Maintainer’s Guide

Although this was the original implementation of the zoneinfo module, after Python 3.9, it is now a backport, and to the extent that there is a “canonical” repository, the CPython repository has a stronger claim than this one. Accepting outside PRs against this repository is difficult because we are not set up to collect CLAs for CPython. It is easier to accept PRs against CPython and import them here if possible.

The code layout is very different between the two, and unfortunately (partially because of the different layouts, and the different module names), the code has diverged, so keeping the two in sync is not as simple as copy-pasting one into the other. For now, the two will need to be kept in sync manually.

Development environment

Maintenance scripts, releases, and tests are orchestrated using tox environments to manage the requirements of each script. The details of each environment can be found in the tox.ini file in the repository root.

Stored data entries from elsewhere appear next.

//! TF-IDF ranking over a frozen index.
//!
//! Relevance of a document is the sum over plus-terms of
//! `tf(term, doc) * ln(N / df(term))`, where `tf` is the share of the document's
//! words equal to the term. Documents containing any minus-term are dropped.

use crate::config::{SearchConfig, ZeroRelevancePolicy};
use crate::index::{DocId, Document, InvertedIndex};
use crate::query::Query;
use crate::tokenizer::split_into_words;
use std::collections::{BTreeMap, BTreeSet, HashMap, HashSet};

/// Immutable, queryable index produced by [`crate::SearchServerBuilder::build`].
#[derive(Debug, Clone)]
pub struct SearchServer {
    stop_words: HashSet<String>,
    index: InvertedIndex,
    config: SearchConfig,
}

impl SearchServer {
    pub(crate) fn new(stop_words: HashSet<String>, index: InvertedIndex, config: SearchConfig) -> Self {
        Self { stop_words, index, config }
    }

    pub fn config(&self) -> &SearchConfig { &self.config }

    pub fn document_count(&self) -> usize { self.index.num_docs() }

    pub fn word_count(&self) -> usize { self.index.num_terms() }

    pub fn is_stop_word(&self, word: &str) -> bool { self.stop_words.contains(word) }

    pub fn documents_containing(&self, word: &str) -> Option<&BTreeSet<DocId>> {
        self.index.documents_containing(word)
    }

    pub fn document_words(&self, doc_id: DocId) -> Option<&[String]> {
        self.index.document_words(doc_id)
    }

    pub fn parse_query(&self, text: &str) -> Query {
        let mut query = Query::default();
        for word in split_into_words(text) {
            if !self.is_stop_word(&word) {
                query.push_word(word);
            }
        }
        query
    }

    /// `ln(N / df)` for an indexed word, `None` if no document contains it.
    pub fn idf(&self, word: &str) -> Option<f64> {
        let containing = self.index.documents_containing(word)?;
        Some((self.index.num_docs() as f64 / containing.len() as f64).ln())
    }

    /// Score every candidate document, unsorted and untruncated.
    pub fn find_all_documents(&self, query: &Query) -> Vec<Document> {
        if query.is_empty() {
            return Vec::new();
        }
        let word_idf: HashMap<&str, f64> = query
            .plus_words
            .iter()
            .filter_map(|word| self.idf(word).map(|idf| (word.as_str(), idf)))
            .collect();

        let mut relevance: BTreeMap<DocId, f64> = BTreeMap::new();
        if !query.plus_words.is_empty() {
            for (doc_id, words) in self.index.documents() {
                let score = relevance.entry(doc_id).or_insert(0.0);
                for word in &query.plus_words {
                    let idf = word_idf.get(word.as_str()).copied().unwrap_or(0.0);
                    *score += term_frequency(word, words) * idf;
                }
            }
        }

        for word in &query.minus_words {
            if let Some(excluded) = self.index.documents_containing(word) {
                for doc_id in excluded {
                    relevance.remove(doc_id);
                }
            }
        }

        if self.config.zero_relevance == ZeroRelevancePolicy::Exclude {
            relevance.retain(|_, score| *score > 0.0);
        }

        relevance
            .into_iter()
            .map(|(id, relevance)| Document { id, relevance })
            .collect()
    }

    /// Best matches for a raw query string: descending relevance, ties by ascending id,
    /// at most `max_results` entries.
    pub fn find_top_documents(&self, raw_query: &str) -> Vec<Document> {
        let query = self.parse_query(raw_query);
        let mut matched = self.find_all_documents(&query);
        let total_hits = matched.len();

        matched.sort_by(|a, b| b.relevance.total_cmp(&a.relevance).then_with(|| a.id.cmp(&b.id)));
        matched.truncate(self.config.max_results);

        tracing::debug!(
            plus = query.plus_words.len(),
            minus = query.minus_words.len(),
            total_hits,
            returned = matched.len(),
            "query evaluated"
        );
        matched
    }
}

fn term_frequency(word: &str, doc_words: &[String]) -> f64 {
    if doc_words.is_empty() {
        return 0.0;
    }
    let count = doc_words.iter().filter(|w| w.as_str() == word).count();
    count as f64 / doc_words.len() as f64
}

#[cfg(test)]
mod tests {
    use super::*;
    use crate::SearchServerBuilder;

    fn server(docs: &[&str], config: SearchConfig) -> SearchServer {
        let mut builder = SearchServerBuilder::new().with_config(config);
        builder.set_stop_words("a the");
        for doc in docs {
            builder.add_next_document(doc);
        }
        builder.build()
    }

    #[test]
    fn term_frequency_counts_duplicates() {
        let words: Vec<String> = ["x", "y", "x", "z"].iter().map(|s| s.to_string()).collect();
        assert_eq!(term_frequency("x", &words), 0.5);
        assert_eq!(term_frequency("q", &words), 0.0);
        assert_eq!(term_frequency("x", &[]), 0.0);
    }

    #[test]
    fn parse_query_checks_stop_words_before_stripping_the_marker() {
        let s = server(&["cat"], SearchConfig::default());
        let query = s.parse_query("the cat -a -dog");
        assert_eq!(query.plus_words, vec!["cat"]);
        assert_eq!(query.minus_words, vec!["a", "dog"]);

        let mut builder = SearchServerBuilder::new();
        builder.set_stop_words("-a the");
        let query = builder.build().parse_query("the cat -a -dog");
        assert_eq!(query.plus_words, vec!["cat"]);
        assert_eq!(query.minus_words, vec!["dog"]);
    }

    #[test]
    fn idf_is_higher_for_rarer_words() {
        let s = server(&["cat dog", "cat", "cat bird"], SearchConfig::default());
        let cat = s.idf("cat").unwrap();
        let dog = s.idf("dog").unwrap();
        assert_eq!(cat, 0.0);
        assert!(dog > cat);
        assert_eq!(s.idf("fish"), None);
    }

    #[test]
    fn empty_plus_terms_score_nothing() {
        let s = server(&["cat", "dog"], SearchConfig::default());
        assert!(s.find_top_documents("-cat").is_empty());
        assert!(s.find_top_documents("-cat -dog").is_empty());
        assert!(s.find_top_documents("the").is_empty());
    }

    #[test]
    fn unknown_plus_term_still_registers_documents_when_included() {
        let s = server(&["cat", "dog"], SearchConfig::default());
        let found = s.find_top_documents("fish");
        assert_eq!(found, vec![Document { id: 0, relevance: 0.0 }, Document { id: 1, relevance: 0.0 }]);

        let s = server(
            &["cat", "dog"],
            SearchConfig { zero_relevance: ZeroRelevancePolicy::Exclude, ..SearchConfig::default() },
        );
        assert!(s.find_top_documents("fish").is_empty());
    }

    #[test]
    fn empty_query_is_one_empty_plus_term() {
        let s = server(&["cat", "dog"], SearchConfig::default());
        assert_eq!(s.parse_query("").plus_words, vec![""]);
        let found = s.find_top_documents("");
        assert_eq!(found.len(), 2);
        assert!(found.iter().all(|d| d.relevance == 0.0));
    }

    #[test]
    fn ties_break_by_ascending_id() {
        let s = server(&["dog", "cat", "bird", "cat", "cat"], SearchConfig::default());
        let ids: Vec<DocId> = s.find_top_documents("cat").iter().map(|d| d.id).collect();
        assert_eq!(ids, vec![1, 3, 4, 0, 2]);
    }

    #[test]
    fn find_all_documents_is_untruncated_in_id_order() {
        let s = server(&["cat dog", "dog cat cat", "cat", "bird cat", "cat cat", "dog", "cat", "cat fish"], SearchConfig::default());
        let query = s.parse_query("cat -dog");
        let found = s.find_all_documents(&query);
        let ids: Vec<DocId> = found.iter().map(|d| d.id).collect();
        assert_eq!(ids, vec![2, 3, 4, 6, 7]);
        assert!(s.find_all_documents(&Query::default()).is_empty());

        let s = server(&["cat"; 7], SearchConfig::default());
        let ids: Vec<DocId> = s.find_all_documents(&s.parse_query("cat")).iter().map(|d| d.id).collect();
        assert_eq!(ids, (0..7).collect::<Vec<_>>());
    }

    #[test]
    fn max_results_is_respected() {
        let docs = ["cat"; 8];
        let s = server(&docs, SearchConfig { max_results: 3, ..SearchConfig::default() });
        assert_eq!(s.config().max_results, 3);
        assert_eq!(s.find_top_documents("cat").len(), 3);
        let s = server(&docs, SearchConfig::default());
        assert_eq!(s.find_top_documents("cat").len(), 5);
    }

    #[test]
    fn bare_minus_excludes_documents_with_empty_words() {
        let s = server(&["cat  dog", "cat dog"], SearchConfig::default());
        let ids: Vec<DocId> = s.find_top_documents("dog -").iter().map(|d| d.id).collect();
        assert_eq!(ids, vec![1]);
    }
}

The repository also has pre-commit configured to automatically enforce various code formatting rules on commit. To use it, install pre-commit and run pre-commit install in the repository root to install the git commit hooks.

Making a release

Releases are automated via the build-release.yml GitHub Actions workflow. The project is built on every push; whenever a tag is pushed, the build artifacts are released to Test PyPI, and when a GitHub release is made, the project is built and released to PyPI (this is a workaround for the lack of “draft releases” on PyPI, and the two actions can be unified when that feature is added).

To make a release:

  1. Update the version number in src/backports/zoneinfo/_version.py and make a PR (if you want to be cautious, start with a .devN release intended only for PyPI).

  2. Tag the repository with the current version – you can use the scripts/tag_release.sh script in the repository root to source the version automatically from the current module version.

  3. Push the tag to GitHub (e.g. git push upstream 0.1.0.dev0). This will trigger a release to Test PyPI. The PR does not need to be merged at this point if you are only planning to release to TestPyPI, but any “test only” tags should be deleted when the process is complete.

  4. Wait for the GitHub action to succeed, then check the results on https://test.pypi.org/project/backports.zoneinfo .

  5. If everything looks good, go into the GitHub repository’s “releases” tab and click “Draft a new release”; type the name of the tag into the box, fill out the remainder of the form, and click “Publish”. (Only do this step for non-dev releases).

  6. Check that the release action has succeeded, then check that everything looks OK on https://pypi.org/project/backports.zoneinfo/ .

If there’s a problem with the release, make a post release by appending .postN to the current version, e.g. 0.1.10.1.1.post0. If the problem is sufficiently serious, yank the broken version.